Exercise objective: Go through the data line by line from the top, retyping each exactly, and end with the line that contains "pub struct ProductQuery".
### Material for the task ###
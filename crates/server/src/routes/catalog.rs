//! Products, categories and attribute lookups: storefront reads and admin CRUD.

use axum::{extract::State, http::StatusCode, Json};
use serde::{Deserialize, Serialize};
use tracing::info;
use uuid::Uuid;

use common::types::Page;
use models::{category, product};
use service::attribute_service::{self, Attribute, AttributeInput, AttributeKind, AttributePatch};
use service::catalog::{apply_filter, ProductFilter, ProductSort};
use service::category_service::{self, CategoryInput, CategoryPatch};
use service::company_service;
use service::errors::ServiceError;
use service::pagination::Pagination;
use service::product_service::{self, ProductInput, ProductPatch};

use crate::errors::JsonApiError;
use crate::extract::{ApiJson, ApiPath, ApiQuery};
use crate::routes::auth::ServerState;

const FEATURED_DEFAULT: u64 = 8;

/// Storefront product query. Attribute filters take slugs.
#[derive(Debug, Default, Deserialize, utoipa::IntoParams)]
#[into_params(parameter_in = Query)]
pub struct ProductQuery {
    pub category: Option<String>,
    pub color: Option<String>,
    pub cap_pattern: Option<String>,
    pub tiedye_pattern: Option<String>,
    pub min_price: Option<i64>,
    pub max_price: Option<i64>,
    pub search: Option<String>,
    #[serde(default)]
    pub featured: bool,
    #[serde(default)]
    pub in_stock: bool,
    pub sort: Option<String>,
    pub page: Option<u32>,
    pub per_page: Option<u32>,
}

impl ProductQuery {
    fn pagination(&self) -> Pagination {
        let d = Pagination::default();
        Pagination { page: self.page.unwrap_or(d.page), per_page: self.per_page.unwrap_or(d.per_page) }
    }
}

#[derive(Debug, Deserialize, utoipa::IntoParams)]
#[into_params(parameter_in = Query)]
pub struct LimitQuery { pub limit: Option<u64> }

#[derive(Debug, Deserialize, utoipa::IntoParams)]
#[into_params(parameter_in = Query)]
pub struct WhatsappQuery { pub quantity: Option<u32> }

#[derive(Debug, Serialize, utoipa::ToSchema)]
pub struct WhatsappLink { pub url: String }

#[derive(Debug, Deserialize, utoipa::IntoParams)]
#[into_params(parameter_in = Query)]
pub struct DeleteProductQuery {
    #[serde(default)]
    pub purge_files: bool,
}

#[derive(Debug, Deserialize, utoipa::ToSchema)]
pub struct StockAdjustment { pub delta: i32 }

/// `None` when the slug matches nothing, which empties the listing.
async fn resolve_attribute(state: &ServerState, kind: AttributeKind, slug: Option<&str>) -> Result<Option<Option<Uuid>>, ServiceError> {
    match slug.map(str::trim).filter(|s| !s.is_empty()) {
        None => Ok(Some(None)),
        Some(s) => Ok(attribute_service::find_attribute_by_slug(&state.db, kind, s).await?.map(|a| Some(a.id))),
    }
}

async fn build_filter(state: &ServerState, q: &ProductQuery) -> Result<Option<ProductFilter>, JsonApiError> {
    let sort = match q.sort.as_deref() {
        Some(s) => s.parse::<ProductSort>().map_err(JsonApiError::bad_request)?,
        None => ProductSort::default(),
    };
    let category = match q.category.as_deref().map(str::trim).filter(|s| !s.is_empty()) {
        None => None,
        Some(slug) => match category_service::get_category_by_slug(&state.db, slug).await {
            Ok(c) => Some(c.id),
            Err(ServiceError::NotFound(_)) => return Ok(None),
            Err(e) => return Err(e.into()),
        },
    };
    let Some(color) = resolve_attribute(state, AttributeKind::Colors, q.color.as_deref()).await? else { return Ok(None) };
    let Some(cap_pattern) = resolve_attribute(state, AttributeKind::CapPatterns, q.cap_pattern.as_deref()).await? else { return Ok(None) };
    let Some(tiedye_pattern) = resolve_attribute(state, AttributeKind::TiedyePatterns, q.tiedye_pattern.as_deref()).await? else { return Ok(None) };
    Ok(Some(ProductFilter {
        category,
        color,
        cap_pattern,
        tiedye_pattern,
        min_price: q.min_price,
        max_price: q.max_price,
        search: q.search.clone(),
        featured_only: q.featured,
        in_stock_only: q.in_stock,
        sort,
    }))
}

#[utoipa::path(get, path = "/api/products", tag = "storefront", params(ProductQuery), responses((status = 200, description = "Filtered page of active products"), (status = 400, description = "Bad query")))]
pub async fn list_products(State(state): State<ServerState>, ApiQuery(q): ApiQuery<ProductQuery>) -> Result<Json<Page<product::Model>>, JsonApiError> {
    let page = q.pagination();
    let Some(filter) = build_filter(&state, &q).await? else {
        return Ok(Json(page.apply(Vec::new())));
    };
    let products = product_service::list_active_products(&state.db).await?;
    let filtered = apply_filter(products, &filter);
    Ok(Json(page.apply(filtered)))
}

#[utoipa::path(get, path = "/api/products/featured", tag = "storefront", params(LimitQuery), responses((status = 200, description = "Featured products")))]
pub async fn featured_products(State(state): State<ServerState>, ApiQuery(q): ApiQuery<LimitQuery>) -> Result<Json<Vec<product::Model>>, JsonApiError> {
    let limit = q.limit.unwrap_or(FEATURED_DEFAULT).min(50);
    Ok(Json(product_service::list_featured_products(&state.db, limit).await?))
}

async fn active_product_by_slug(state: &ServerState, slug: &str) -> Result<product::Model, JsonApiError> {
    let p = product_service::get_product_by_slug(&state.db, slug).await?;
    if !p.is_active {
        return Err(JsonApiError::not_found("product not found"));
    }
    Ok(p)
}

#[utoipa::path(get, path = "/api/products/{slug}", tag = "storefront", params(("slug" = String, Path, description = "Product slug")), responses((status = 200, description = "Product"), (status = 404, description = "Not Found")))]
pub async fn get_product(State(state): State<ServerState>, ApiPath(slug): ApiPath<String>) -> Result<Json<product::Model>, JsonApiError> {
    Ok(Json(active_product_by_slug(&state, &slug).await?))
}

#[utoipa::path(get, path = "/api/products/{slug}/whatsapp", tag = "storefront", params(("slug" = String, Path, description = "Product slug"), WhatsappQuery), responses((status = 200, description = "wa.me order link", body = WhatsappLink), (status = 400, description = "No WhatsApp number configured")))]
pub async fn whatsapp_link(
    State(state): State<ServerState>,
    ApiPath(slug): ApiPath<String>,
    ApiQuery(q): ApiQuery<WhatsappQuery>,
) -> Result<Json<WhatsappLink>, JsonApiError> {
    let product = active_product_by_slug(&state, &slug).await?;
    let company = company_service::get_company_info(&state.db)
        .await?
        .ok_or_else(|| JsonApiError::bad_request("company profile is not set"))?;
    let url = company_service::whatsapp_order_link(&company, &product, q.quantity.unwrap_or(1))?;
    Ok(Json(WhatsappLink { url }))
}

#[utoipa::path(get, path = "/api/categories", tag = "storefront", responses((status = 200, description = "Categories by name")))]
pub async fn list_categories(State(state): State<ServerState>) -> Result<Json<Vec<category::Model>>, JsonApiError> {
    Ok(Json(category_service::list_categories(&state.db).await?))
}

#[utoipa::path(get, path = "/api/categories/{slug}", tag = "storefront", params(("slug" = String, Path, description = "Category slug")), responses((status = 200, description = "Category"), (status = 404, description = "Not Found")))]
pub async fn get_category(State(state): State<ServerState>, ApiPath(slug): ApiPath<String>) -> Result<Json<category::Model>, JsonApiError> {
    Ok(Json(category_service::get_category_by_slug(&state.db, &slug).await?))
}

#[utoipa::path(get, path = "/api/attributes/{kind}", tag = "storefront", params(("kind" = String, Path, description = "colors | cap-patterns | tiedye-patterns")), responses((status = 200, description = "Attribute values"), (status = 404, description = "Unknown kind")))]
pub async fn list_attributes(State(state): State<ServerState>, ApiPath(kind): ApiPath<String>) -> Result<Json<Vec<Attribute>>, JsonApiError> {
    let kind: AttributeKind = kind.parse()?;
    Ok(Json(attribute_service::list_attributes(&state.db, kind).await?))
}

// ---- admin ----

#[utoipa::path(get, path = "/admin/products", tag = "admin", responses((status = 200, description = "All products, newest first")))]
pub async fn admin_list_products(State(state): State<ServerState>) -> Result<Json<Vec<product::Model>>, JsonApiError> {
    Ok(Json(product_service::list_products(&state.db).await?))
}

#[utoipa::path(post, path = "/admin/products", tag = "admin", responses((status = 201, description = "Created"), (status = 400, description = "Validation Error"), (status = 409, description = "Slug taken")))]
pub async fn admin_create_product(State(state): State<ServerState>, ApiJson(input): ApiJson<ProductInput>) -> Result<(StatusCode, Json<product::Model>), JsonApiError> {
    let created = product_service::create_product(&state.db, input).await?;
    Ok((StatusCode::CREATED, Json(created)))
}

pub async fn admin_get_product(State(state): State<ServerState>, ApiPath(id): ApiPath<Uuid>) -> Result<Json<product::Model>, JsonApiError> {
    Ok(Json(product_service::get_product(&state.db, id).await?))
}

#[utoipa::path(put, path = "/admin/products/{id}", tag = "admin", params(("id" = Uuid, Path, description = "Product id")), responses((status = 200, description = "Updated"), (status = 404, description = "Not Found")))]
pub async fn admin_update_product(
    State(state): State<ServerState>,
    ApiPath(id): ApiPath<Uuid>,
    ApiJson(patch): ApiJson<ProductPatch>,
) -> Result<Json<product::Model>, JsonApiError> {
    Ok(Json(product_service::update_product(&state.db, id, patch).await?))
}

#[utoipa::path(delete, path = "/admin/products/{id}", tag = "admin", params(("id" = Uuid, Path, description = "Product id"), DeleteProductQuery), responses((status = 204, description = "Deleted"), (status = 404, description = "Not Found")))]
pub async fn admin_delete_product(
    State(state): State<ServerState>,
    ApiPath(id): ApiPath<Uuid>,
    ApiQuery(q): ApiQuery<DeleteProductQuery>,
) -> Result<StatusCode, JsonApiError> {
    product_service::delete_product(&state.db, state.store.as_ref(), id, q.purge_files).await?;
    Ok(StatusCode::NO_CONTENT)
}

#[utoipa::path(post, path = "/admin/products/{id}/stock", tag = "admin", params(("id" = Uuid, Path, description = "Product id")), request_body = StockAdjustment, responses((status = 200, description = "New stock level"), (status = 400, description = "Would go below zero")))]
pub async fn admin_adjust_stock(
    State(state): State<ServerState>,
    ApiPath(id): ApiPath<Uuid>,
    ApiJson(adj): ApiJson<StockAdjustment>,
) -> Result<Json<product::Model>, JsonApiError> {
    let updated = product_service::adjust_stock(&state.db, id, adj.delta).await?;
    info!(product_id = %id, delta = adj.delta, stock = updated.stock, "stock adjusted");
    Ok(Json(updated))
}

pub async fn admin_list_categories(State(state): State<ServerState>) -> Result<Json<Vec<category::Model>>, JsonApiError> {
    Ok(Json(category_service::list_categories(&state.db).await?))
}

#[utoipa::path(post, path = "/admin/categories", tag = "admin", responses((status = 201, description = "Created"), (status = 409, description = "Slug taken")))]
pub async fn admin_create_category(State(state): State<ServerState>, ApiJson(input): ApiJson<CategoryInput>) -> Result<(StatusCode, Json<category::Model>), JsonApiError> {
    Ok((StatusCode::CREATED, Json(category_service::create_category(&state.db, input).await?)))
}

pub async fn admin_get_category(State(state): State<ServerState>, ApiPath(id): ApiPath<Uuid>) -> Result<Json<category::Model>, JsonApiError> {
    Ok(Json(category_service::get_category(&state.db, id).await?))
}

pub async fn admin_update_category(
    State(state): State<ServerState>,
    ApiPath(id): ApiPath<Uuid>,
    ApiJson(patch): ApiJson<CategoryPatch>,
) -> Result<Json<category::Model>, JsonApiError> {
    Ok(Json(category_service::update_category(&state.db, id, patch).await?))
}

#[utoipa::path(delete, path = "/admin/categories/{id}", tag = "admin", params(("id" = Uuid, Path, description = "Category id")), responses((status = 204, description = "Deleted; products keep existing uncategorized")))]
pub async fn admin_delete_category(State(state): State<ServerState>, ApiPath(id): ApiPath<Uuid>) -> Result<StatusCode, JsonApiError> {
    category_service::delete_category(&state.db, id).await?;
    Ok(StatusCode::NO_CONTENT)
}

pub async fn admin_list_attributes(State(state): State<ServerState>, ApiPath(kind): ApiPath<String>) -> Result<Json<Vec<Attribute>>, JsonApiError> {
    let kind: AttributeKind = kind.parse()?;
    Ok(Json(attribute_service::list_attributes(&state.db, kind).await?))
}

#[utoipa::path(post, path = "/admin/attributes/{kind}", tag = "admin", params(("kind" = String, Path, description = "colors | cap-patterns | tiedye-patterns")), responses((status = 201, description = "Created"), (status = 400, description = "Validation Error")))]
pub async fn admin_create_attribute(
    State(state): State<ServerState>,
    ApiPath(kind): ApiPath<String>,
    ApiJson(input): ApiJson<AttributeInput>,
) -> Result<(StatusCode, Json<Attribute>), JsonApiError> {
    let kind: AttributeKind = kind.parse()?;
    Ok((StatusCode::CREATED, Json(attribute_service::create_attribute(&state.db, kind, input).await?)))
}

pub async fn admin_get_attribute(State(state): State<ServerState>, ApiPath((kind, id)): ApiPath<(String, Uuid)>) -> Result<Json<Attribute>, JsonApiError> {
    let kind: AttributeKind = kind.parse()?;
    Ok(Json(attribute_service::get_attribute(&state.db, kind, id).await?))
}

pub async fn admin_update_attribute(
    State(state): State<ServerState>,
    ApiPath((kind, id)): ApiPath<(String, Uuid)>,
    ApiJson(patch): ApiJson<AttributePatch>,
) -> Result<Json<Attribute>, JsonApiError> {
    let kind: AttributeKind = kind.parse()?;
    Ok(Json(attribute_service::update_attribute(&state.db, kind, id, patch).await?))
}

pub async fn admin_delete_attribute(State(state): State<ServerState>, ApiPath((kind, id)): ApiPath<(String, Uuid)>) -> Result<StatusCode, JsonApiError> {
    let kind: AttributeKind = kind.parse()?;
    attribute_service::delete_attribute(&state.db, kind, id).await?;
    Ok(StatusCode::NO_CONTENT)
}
###
Problem solution:
filename crates/server/src/routes/catalog.rs
//! Products, categories and attribute lookups: storefront reads and admin CRUD.

use axum::{extract::State, http::StatusCode, Json};
use serde::{Deserialize, Serialize};
use tracing::info;
use uuid::Uuid;

use common::types::Page;
use models::{category, product};
use service::attribute_service::{self, Attribute, AttributeInput, AttributeKind, AttributePatch};
use service::catalog::{apply_filter, ProductFilter, ProductSort};
use service::category_service::{self, CategoryInput, CategoryPatch};
use service::company_service;
use service::errors::ServiceError;
use service::pagination::Pagination;
use service::product_service::{self, ProductInput, ProductPatch};

use crate::errors::JsonApiError;
use crate::extract::{ApiJson, ApiPath, ApiQuery};
use crate::routes::auth::ServerState;

const FEATURED_DEFAULT: u64 = 8;

/// Storefront product query. Attribute filters take slugs.
#[derive(Debug, Default, Deserialize, utoipa::IntoParams)]
#[into_params(parameter_in = Query)]
pub struct ProductQuery {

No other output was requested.